If the cache die are on the same plane as the CPU, then you are mainly coping with the increased distance to the cache which increases the capacitance on the wires linearly as a function of distance. If you double the capacitive load as a result, you may double the driver strength on each end of the wire (or, more likely, add repeaters somewhere along the way). I wouldn’t expect this effect to be all that noticeable in the overall power usage. However, because latency also increases linearly, you may further increase power of things to try and make up for that with faster cache reads, or may reconfigure the cache in other ways to try and make up for it (change the cache architecture). I would guesstimate that you probably, in real life, increase power consumption of cache accesses by 20%. Given the overall power budget, that might not bee too noticeable.

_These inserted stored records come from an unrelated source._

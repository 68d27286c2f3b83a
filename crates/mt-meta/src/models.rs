//! `ModelStore` over the meta database.

use crate::connection::MetaDb;
use crate::error::{MetaError, MetaResult, MetaResultExt};
use crate::row_helpers::{from_micros, opt_from_micros, options_from_json, options_to_json, to_micros};
use crate::store::ModelStore;
use chrono::NaiveDateTime;
use duckdb::Connection;
use mt_core::{ModelId, ModelName, ModelRecord, ModelVersion, ProjectName, VersionStatus};

const MODEL_COLUMNS: &str = "project, name, engine, active_version, last_version, created_at";

const VERSION_COLUMNS: &str = "project, name, version, status, engine, predict, tag, \
     training_query, options, activate_on_complete, error, created_at, completed_at";

struct RawModel {
    project: String,
    name: String,
    engine: String,
    active_version: Option<i64>,
    last_version: i64,
    created_at: i64,
}

fn read_model(row: &duckdb::Row<'_>) -> duckdb::Result<RawModel> {
    Ok(RawModel {
        project: row.get(0)?,
        name: row.get(1)?,
        engine: row.get(2)?,
        active_version: row.get(3)?,
        last_version: row.get(4)?,
        created_at: row.get(5)?,
    })
}

fn decode_model(raw: RawModel) -> MetaResult<ModelRecord> {
    Ok(ModelRecord {
        id: model_id(raw.project, raw.name)?,
        engine: raw.engine,
        active_version: raw.active_version.map(version_number).transpose()?,
        last_version: version_number(raw.last_version)?,
        created_at: from_micros(raw.created_at)?,
    })
}

struct RawVersion {
    project: String,
    name: String,
    version: i64,
    status: String,
    engine: String,
    predict: Option<String>,
    tag: Option<String>,
    training_query: Option<String>,
    options: String,
    activate_on_complete: bool,
    error: Option<String>,
    created_at: i64,
    completed_at: Option<i64>,
}

fn read_version(row: &duckdb::Row<'_>) -> duckdb::Result<RawVersion> {
    Ok(RawVersion {
        project: row.get(0)?,
        name: row.get(1)?,
        version: row.get(2)?,
        status: row.get(3)?,
        engine: row.get(4)?,
        predict: row.get(5)?,
        tag: row.get(6)?,
        training_query: row.get(7)?,
        options: row.get(8)?,
        activate_on_complete: row.get(9)?,
        error: row.get(10)?,
        created_at: row.get(11)?,
        completed_at: row.get(12)?,
    })
}

fn decode_version(raw: RawVersion) -> MetaResult<ModelVersion> {
    let status = VersionStatus::parse(&raw.status)
        .ok_or_else(|| MetaError::CorruptRow(format!("unknown version status '{}'", raw.status)))?;
    Ok(ModelVersion {
        model: model_id(raw.project, raw.name)?,
        version: version_number(raw.version)?,
        status,
        engine: raw.engine,
        predict: raw.predict,
        tag: raw.tag,
        training_query: raw.training_query,
        options: options_from_json(&raw.options)?,
        activate_on_complete: raw.activate_on_complete,
        error: raw.error,
        created_at: from_micros(raw.created_at)?,
        completed_at: opt_from_micros(raw.completed_at)?,
    })
}

fn model_id(project: String, name: String) -> MetaResult<ModelId> {
    let project = ProjectName::try_new(project).map_err(|e| MetaError::CorruptRow(e.to_string()))?;
    let name = ModelName::try_new(name).map_err(|e| MetaError::CorruptRow(e.to_string()))?;
    Ok(ModelId::new(project, name))
}

fn version_number(v: i64) -> MetaResult<u32> {
    u32::try_from(v).map_err(|_| MetaError::CorruptRow(format!("invalid version number {v}")))
}

fn model_not_found(id: &ModelId) -> MetaError {
    MetaError::NotFound {
        entity: "Model",
        name: id.to_string(),
    }
}

fn fetch_model(conn: &Connection, id: &ModelId) -> MetaResult<Option<ModelRecord>> {
    let mut stmt = conn
        .prepare(&format!(
            "SELECT {MODEL_COLUMNS} FROM mt_meta.models \
             WHERE lower(project) = lower(?) AND lower(name) = lower(?)"
        ))
        .query_context("prepare get_model")?;
    let mut rows = stmt
        .query_map(duckdb::params![id.project.as_str(), id.name.as_str()], read_model)
        .query_context("query get_model")?;
    match rows.next() {
        Some(raw) => Ok(Some(decode_model(raw.query_context("row get_model")?)?)),
        None => Ok(None),
    }
}

impl ModelStore for MetaDb {
    fn get_model(&self, id: &ModelId) -> MetaResult<Option<ModelRecord>> {
        let conn = self.conn()?;
        fetch_model(&conn, id)
    }

    fn list_models(&self, project: Option<&ProjectName>) -> MetaResult<Vec<ModelRecord>> {
        let conn = self.conn()?;
        let mut stmt = conn
            .prepare(&format!(
                "SELECT {MODEL_COLUMNS} FROM mt_meta.models \
                 WHERE CAST(? AS VARCHAR) IS NULL OR lower(project) = lower(CAST(? AS VARCHAR)) \
                 ORDER BY project, name"
            ))
            .query_context("prepare list_models")?;
        let filter = project.map(|p| p.as_str());
        let rows = stmt
            .query_map(duckdb::params![filter, filter], read_model)
            .query_context("query list_models")?;
        rows.map(|r| decode_model(r.query_context("row list_models")?))
            .collect()
    }

    fn create_model(&self, record: &ModelRecord) -> MetaResult<()> {
        self.transaction(|conn| {
            if fetch_model(conn, &record.id)?.is_some() {
                return Err(MetaError::AlreadyExists {
                    entity: "Model",
                    name: record.id.to_string(),
                });
            }
            conn.execute(
                &format!("INSERT INTO mt_meta.models ({MODEL_COLUMNS}) VALUES (?, ?, ?, ?, ?, ?)"),
                duckdb::params![
                    record.id.project.as_str(),
                    record.id.name.as_str(),
                    record.engine,
                    record.active_version.map(i64::from),
                    i64::from(record.last_version),
                    to_micros(record.created_at),
                ],
            )
            .query_context("insert model")?;
            Ok(())
        })
    }

    fn allocate_version(&self, id: &ModelId) -> MetaResult<u32> {
        self.transaction(|conn| {
            let updated = conn
                .execute(
                    "UPDATE mt_meta.models SET last_version = last_version + 1 \
                     WHERE lower(project) = lower(?) AND lower(name) = lower(?)",
                    duckdb::params![id.project.as_str(), id.name.as_str()],
                )
                .query_context("increment last_version")?;
            if updated == 0 {
                return Err(model_not_found(id));
            }
            let next: i64 = conn
                .query_row(
                    "SELECT last_version FROM mt_meta.models \
                     WHERE lower(project) = lower(?) AND lower(name) = lower(?)",
                    duckdb::params![id.project.as_str(), id.name.as_str()],
                    |row| row.get(0),
                )
                .query_context("read last_version")?;
            version_number(next)
        })
    }

    fn insert_version(&self, v: &ModelVersion) -> MetaResult<()> {
        let options = options_to_json(&v.options)?;
        let conn = self.conn()?;
        conn.execute(
            &format!(
                "INSERT INTO mt_meta.model_versions ({VERSION_COLUMNS}) \
                 VALUES (?, ?, ?, ?, ?, ?, ?, ?, ?, ?, ?, ?, ?)"
            ),
            duckdb::params![
                v.model.project.as_str(),
                v.model.name.as_str(),
                i64::from(v.version),
                v.status.as_str(),
                v.engine,
                v.predict,
                v.tag,
                v.training_query,
                options,
                v.activate_on_complete,
                v.error,
                to_micros(v.created_at),
                v.completed_at.map(to_micros),
            ],
        )
        .query_context("insert model version")?;
        Ok(())
    }

    fn get_version(&self, id: &ModelId, version: u32) -> MetaResult<Option<ModelVersion>> {
        let conn = self.conn()?;
        let mut stmt = conn
            .prepare(&format!(
                "SELECT {VERSION_COLUMNS} FROM mt_meta.model_versions \
                 WHERE lower(project) = lower(?) AND lower(name) = lower(?) AND version = ?"
            ))
            .query_context("prepare get_version")?;
        let mut rows = stmt
            .query_map(
                duckdb::params![id.project.as_str(), id.name.as_str(), i64::from(version)],
                read_version,
            )
            .query_context("query get_version")?;
        match rows.next() {
            Some(raw) => Ok(Some(decode_version(raw.query_context("row get_version")?)?)),
            None => Ok(None),
        }
    }

    fn list_versions(&self, id: &ModelId) -> MetaResult<Vec<ModelVersion>> {
        let conn = self.conn()?;
        let mut stmt = conn
            .prepare(&format!(
                "SELECT {VERSION_COLUMNS} FROM mt_meta.model_versions \
                 WHERE lower(project) = lower(?) AND lower(name) = lower(?) \
                 ORDER BY version"
            ))
            .query_context("prepare list_versions")?;
        let rows = stmt
            .query_map(
                duckdb::params![id.project.as_str(), id.name.as_str()],
                read_version,
            )
            .query_context("query list_versions")?;
        rows.map(|r| decode_version(r.query_context("row list_versions")?))
            .collect()
    }

    fn set_version_status(
        &self,
        id: &ModelId,
        version: u32,
        status: VersionStatus,
        error: Option<&str>,
        completed_at: Option<NaiveDateTime>,
    ) -> MetaResult<()> {
        let conn = self.conn()?;
        let updated = conn
            .execute(
                "UPDATE mt_meta.model_versions SET status = ?, error = ?, completed_at = ? \
                 WHERE lower(project) = lower(?) AND lower(name) = lower(?) AND version = ?",
                duckdb::params![
                    status.as_str(),
                    error,
                    completed_at.map(to_micros),
                    id.project.as_str(),
                    id.name.as_str(),
                    i64::from(version),
                ],
            )
            .query_context("update version status")?;
        if updated == 0 {
            return Err(MetaError::NotFound {
                entity: "Model version",
                name: format!("{}.{}", id, version),
            });
        }
        Ok(())
    }

    fn set_active_version(&self, id: &ModelId, version: Option<u32>) -> MetaResult<()> {
        let conn = self.conn()?;
        let updated = conn
            .execute(
                "UPDATE mt_meta.models SET active_version = ? \
                 WHERE lower(project) = lower(?) AND lower(name) = lower(?)",
                duckdb::params![
                    version.map(i64::from),
                    id.project.as_str(),
                    id.name.as_str()
                ],
            )
            .query_context("update active_version")?;
        if updated == 0 {
            return Err(model_not_found(id));
        }
        Ok(())
    }

    fn delete_version(&self, id: &ModelId, version: u32) -> MetaResult<bool> {
        let conn = self.conn()?;
        let deleted = conn
            .execute(
                "DELETE FROM mt_meta.model_versions \
                 WHERE lower(project) = lower(?) AND lower(name) = lower(?) AND version = ?",
                duckdb::params![id.project.as_str(), id.name.as_str(), i64::from(version)],
            )
            .query_context("delete model version")?;
        Ok(deleted > 0)
    }

    fn delete_model(&self, id: &ModelId) -> MetaResult<bool> {
        self.transaction(|conn| {
            conn.execute(
                "DELETE FROM mt_meta.model_versions \
                 WHERE lower(project) = lower(?) AND lower(name) = lower(?)",
                duckdb::params![id.project.as_str(), id.name.as_str()],
            )
            .query_context("delete model versions")?;
            let deleted = conn
                .execute(
                    "DELETE FROM mt_meta.models \
                     WHERE lower(project) = lower(?) AND lower(name) = lower(?)",
                    duckdb::params![id.project.as_str(), id.name.as_str()],
                )
                .query_context("delete model")?;
            Ok(deleted > 0)
        })
    }
}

If, on the other hand, you stack the die vertically, the distance becomes much less of an issue. You will have increased resistance on the vertical wires and will likely have issues with inductance, but the power consumption increase should be much less.

All that said, from a product perspective, I wonder if Apple would prefer to move the GPUs to a separate die (or at least make a separate GPU-only chip that they can tile with a base CPU+GPU chip, so that they can serve a wider variety of products at different levels of GPU capability.)

leman · Apr 4, 2023

Cmaier said:
“Like AMD is now pioneering?”

Putting cache on separate die was my PhD dissertation in 1996. I even discussed stacking cache die vertically over the CPU.

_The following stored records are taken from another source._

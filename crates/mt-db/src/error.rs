//! Error types for mt-db

use mt_core::ErrorKind;
use thiserror::Error;

/// Data-source adapter errors
#[derive(Error, Debug)]
pub enum DbError {
    /// Connection error (D001)
    #[error("[D001] Database connection failed: {0}")]
    ConnectionError(String),

    /// Query execution error (D002)
    #[error("[D002] SQL execution failed: {0}")]
    ExecutionError(String),

    /// Relation not found (D003)
    #[error("[D003] Table or view not found: {0}")]
    TableNotFound(String),

    /// Unsupported file type (D004)
    #[error("[D004] Unsupported file type '{file}'. Allowed extensions: {allowed}")]
    UnsupportedFileType { file: String, allowed: String },

    /// Filesystem error (D005)
    #[error("[D005] IO error: {0}")]
    Io(#[from] std::io::Error),

    /// Mutex poisoned (D006)
    #[error("[D006] Database mutex poisoned: {0}")]
    MutexPoisoned(String),

    /// Internal error (D007)
    #[error("[D007] Internal database error: {0}")]
    Internal(String),
}

impl DbError {
    /// Map this error onto the shared taxonomy.
    pub fn kind(&self) -> ErrorKind {
        match self {
            DbError::TableNotFound(_) => ErrorKind::EntityNotExists,
            DbError::UnsupportedFileType { .. } => ErrorKind::Validation,
            DbError::MutexPoisoned(_) | DbError::Internal(_) => ErrorKind::Internal,
            DbError::ConnectionError(_) | DbError::ExecutionError(_) | DbError::Io(_) => {
                ErrorKind::Adapter
            }
        }
    }
}

/// Result type alias for DbError
pub type DbResult<T> = Result<T, DbError>;

impl From<duckdb::Error> for DbError {
    fn from(err: duckdb::Error) -> Self {
        // duckdb::Error carries no structured variants; classify by message.
        let msg = err.to_string();
        if msg.contains("Table with name")
            || msg.contains("View with name")
            || msg.contains("Table or view with name")
            || (msg.contains("Catalog Error") && msg.contains("Table") && msg.contains("not found"))
        {
            DbError::TableNotFound(msg)
        } else {
            DbError::ExecutionError(msg)
        }
    }
}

Isn't it great that AMD is now putting your research in practice?

I only used that term because as far as I am aware they shipped the first consumer-level product with stacked cache.

Cmaier said:
Anyway, to answer your question - “it depends.”

If the cache die are on the same plane as the CPU, then you are mainly coping with the increased distance to the cache which increases the capacitance on the wires linearly as a function of distance. If you double the capacitive load as a result, you may double the driver strength on each end of the wire (or, more likely, add repeaters somewhere along the way). I wouldn’t expect this effect to be all that noticeable in the overall power usage. However, because latency also increases linearly, you may further increase power of things to try and make up for that with faster cache reads, or may reconfigure the cache in other ways to try and make up for it (change the cache architecture). I would guesstimate that you probably, in real life, increase power consumption of cache accesses by 20%. Given the overall power budget, that might not bee too noticeable.

If, on the other hand, you stack the die vertically, the distance becomes much less of an issue. You will have increased resistance on the vertical wires and will likely have issues with inductance, but the power consumption increase should be much less.

Thanks!

This link mentions around 0.05 pJ/bit: https://fuse.wikichip.org/news/5531/amd-3d-stacks-sram-bumplessly/

Is that a lot? My napkin math says that to maintain 1TB/s data transfer you'd need around 0.4 watts, which definitely doesn't sound like a lot. Let's say an idling system needs 10GB/s, that would be 0.004 watts. Shouldn't be noticeable compared to the idle 3-5 watt power, right?

Cmaier said:
All that said, from a product perspective, I wonder if Apple would prefer to move the GPUs to a separate die (or at least make a separate GPU-only chip that they can tile with a base CPU+GPU chip, so that they can serve a wider variety of products at different levels of GPU capability.)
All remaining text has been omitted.